363668 Column CO2 Retrievals from ACES Airborne Lidar Measurements during ACT-America: Case Study from Spring 2018 Campaign

Monday, 13 January 2020
Hall B1 (Boston Convention and Exhibition Center)
Abigail M. Corbett, SSAI, Hampton, VA; and B. Lin, M. D. Obland, J. Campbell, S. A. Kooi, and E. V. Browell

During the NASA Atmospheric Carbon and Transport–America (ACT–America) Spring 2018 campaign, the ASCENDS (Active Sensing of CO2 Emissions over Nights, Days, and Seasons) CarbonHawk Experiment Simulator (ACES) was utilized to measure partial-column CO2 lidar measurements from the flight altitude to surface while aboard the C-130 aircraft. ACES is an intensity-modulated continuous-wave (IM-CW) lidar developed by the NASA Langley Research Center to measure column-averaged CO2 mixing ratio (XCO2).

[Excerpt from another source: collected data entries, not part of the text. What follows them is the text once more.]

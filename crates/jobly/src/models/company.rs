//! `companies` table.

use super::ensure_updatable;
use crate::client::GenericClient;
use crate::clause::{
    QueryPayload, UpdatePayload, build_set_clause, build_where_clause, company_field_map,
    company_filter_spec,
};
use crate::error::{JoblyError, JoblyResult};
use crate::row::{FromRow, RowExt, map_rows};
use rust_decimal::Decimal;
use serde::{Deserialize, Serialize};

const COLUMNS: &str = "handle, name, description, num_employees, logo_url";

const UPDATABLE: &[&str] = &["name", "description", "numEmployees", "logoUrl"];

#[derive(Debug, Clone, PartialEq, Serialize, Deserialize)]
#[serde(rename_all = "camelCase")]
pub struct Company {
    pub handle: String,
    pub name: String,
    pub description: String,
    pub num_employees: Option<i32>,
    pub logo_url: Option<String>,
}

impl FromRow for Company {
    fn from_row(row: &tokio_postgres::Row) -> JoblyResult<Self> {
        Ok(Self {
            handle: row.try_get_column("handle")?,
            name: row.try_get_column("name")?,
            description: row.try_get_column("description")?,
            num_employees: row.try_get_column("num_employees")?,
            logo_url: row.try_get_column("logo_url")?,
        })
    }
}

/// Input for [`Company::create`].
#[derive(Debug, Clone, Deserialize)]
#[serde(rename_all = "camelCase")]
pub struct NewCompany {
    pub handle: String,
    pub name: String,
    pub description: String,
    #[serde(default)]
    pub num_employees: Option<i32>,
    #[serde(default)]
    pub logo_url: Option<String>,
}

/// A job as listed under its company.
#[derive(Debug, Clone, PartialEq, Serialize)]
pub struct CompanyJob {
    pub id: i32,
    pub title: String,
    pub salary: Option<i32>,
    pub equity: Option<Decimal>,
}

impl FromRow for CompanyJob {
    fn from_row(row: &tokio_postgres::Row) -> JoblyResult<Self> {
        Ok(Self {
            id: row.try_get_column("id")?,
            title: row.try_get_column("title")?,
            salary: row.try_get_column("salary")?,
            equity: row.try_get_column("equity")?,
        })
    }
}

#[derive(Debug, Clone, PartialEq, Serialize)]
pub struct CompanyWithJobs {
    #[serde(flatten)]
    pub company: Company,
    pub jobs: Vec<CompanyJob>,
}

/// `minEmployees` above `maxEmployees` can never match and is rejected.
pub(crate) fn check_employee_range(query: &QueryPayload) -> JoblyResult<()> {
    let bound = |key: &str| {
        query
            .get(key)
            .filter(|v| v.is_present())
            .and_then(|v| v.as_f64())
    };

    if let (Some(min), Some(max)) = (bound("minEmployees"), bound("maxEmployees")) {
        if min > max {
            return Err(JoblyError::invalid_input(format!(
                "minEmployees ({min}) cannot be greater than maxEmployees ({max})"
            )));
        }
    }
    Ok(())
}

impl Company {
    /// Insert a company.
    ///
    /// # Errors
    /// [`JoblyError::InvalidInput`] if the handle is already taken.
    pub async fn create(conn: &impl GenericClient, data: &NewCompany) -> JoblyResult<Company> {
        let duplicate = conn
            .query_opt(
                "SELECT handle FROM companies WHERE handle = $1",
                &[&data.handle],
            )
            .await?;
        if duplicate.is_some() {
            return Err(JoblyError::invalid_input(format!(
                "Duplicate company: {}",
                data.handle
            )));
        }

        let sql = format!(
            "INSERT INTO companies ({COLUMNS}) VALUES ($1, $2, $3, $4, $5) RETURNING {COLUMNS}"
        );
        let row = conn
            .query_one(
                &sql,
                &[
                    &data.handle,
                    &data.name,
                    &data.description,
                    &data.num_employees,
                    &data.logo_url,
                ],
            )
            .await?;

        tracing::debug!(target: "jobly.models", handle = %data.handle, "company created");
        Company::from_row(&row)
    }

    /// All companies accepted by `query`, ordered by name.
    ///
    /// Accepted keys: `minEmployees`, `maxEmployees`, `nameLike` (case-insensitive
    /// substring). Other keys are ignored; without any, every company is returned.
    pub async fn find_all(
        conn: &impl GenericClient,
        query: &QueryPayload,
    ) -> JoblyResult<Vec<Company>> {
        check_employee_range(query)?;

        let filter = build_where_clause(query, &company_filter_spec());
        let sql = format!(
            "SELECT {COLUMNS} FROM companies {} ORDER BY name",
            filter.sql
        );
        let rows = conn.query(&sql, &filter.params()).await?;
        map_rows(&rows)
    }

    /// A company with its jobs ordered by id.
    pub async fn get(conn: &impl GenericClient, handle: &str) -> JoblyResult<CompanyWithJobs> {
        let sql = format!("SELECT {COLUMNS} FROM companies WHERE handle = $1");
        let row = conn
            .query_opt(&sql, &[&handle])
            .await?
            .ok_or_else(|| JoblyError::not_found(format!("No company: {handle}")))?;
        let company = Company::from_row(&row)?;

        let rows = conn
            .query(
                "SELECT id, title, salary, equity FROM jobs WHERE company_handle = $1 ORDER BY id",
                &[&handle],
            )
            .await?;

        Ok(CompanyWithJobs {
            company,
            jobs: map_rows(&rows)?,
        })
    }

    /// Partial update: only the supplied fields change.
    ///
    /// Updatable fields: `name`, `description`, `numEmployees`, `logoUrl`.
    pub async fn update(
        conn: &impl GenericClient,
        handle: &str,
        data: &UpdatePayload,
    ) -> JoblyResult<Company> {
        ensure_updatable(data, UPDATABLE)?;

        let set = build_set_clause(data, &company_field_map())?;
        let sql = format!(
            "UPDATE companies SET {} WHERE handle = ${} RETURNING {COLUMNS}",
            set.sql,
            set.next_placeholder()
        );
        let mut params = set.params();
        params.push(&handle);

        let row = conn
            .query_opt(&sql, &params)
            .await?
            .ok_or_else(|| JoblyError::not_found(format!("No company: {handle}")))?;

        tracing::debug!(target: "jobly.models", handle, fields = data.len(), "company updated");
        Company::from_row(&row)
    }

    /// Delete a company (and, by cascade, its jobs).
    pub async fn remove(conn: &impl GenericClient, handle: &str) -> JoblyResult<()> {
        let deleted = conn
            .execute("DELETE FROM companies WHERE handle = $1", &[&handle])
            .await?;
        if deleted == 0 {
            return Err(JoblyError::not_found(format!("No company: {handle}")));
        }

        tracing::debug!(target: "jobly.models", handle, "company removed");
        Ok(())
    }
}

ACES measurements made during the Spring 2018 campaign were processed, analyzed, and compared to the CO2 optical depths and XCO2 values derived from airborne in situ CO2 concentration and meteorological profiling measurements using the HITRAN spectroscopic model. This paper describes the processing, validation, and analysis of the ACES CO2 measurements.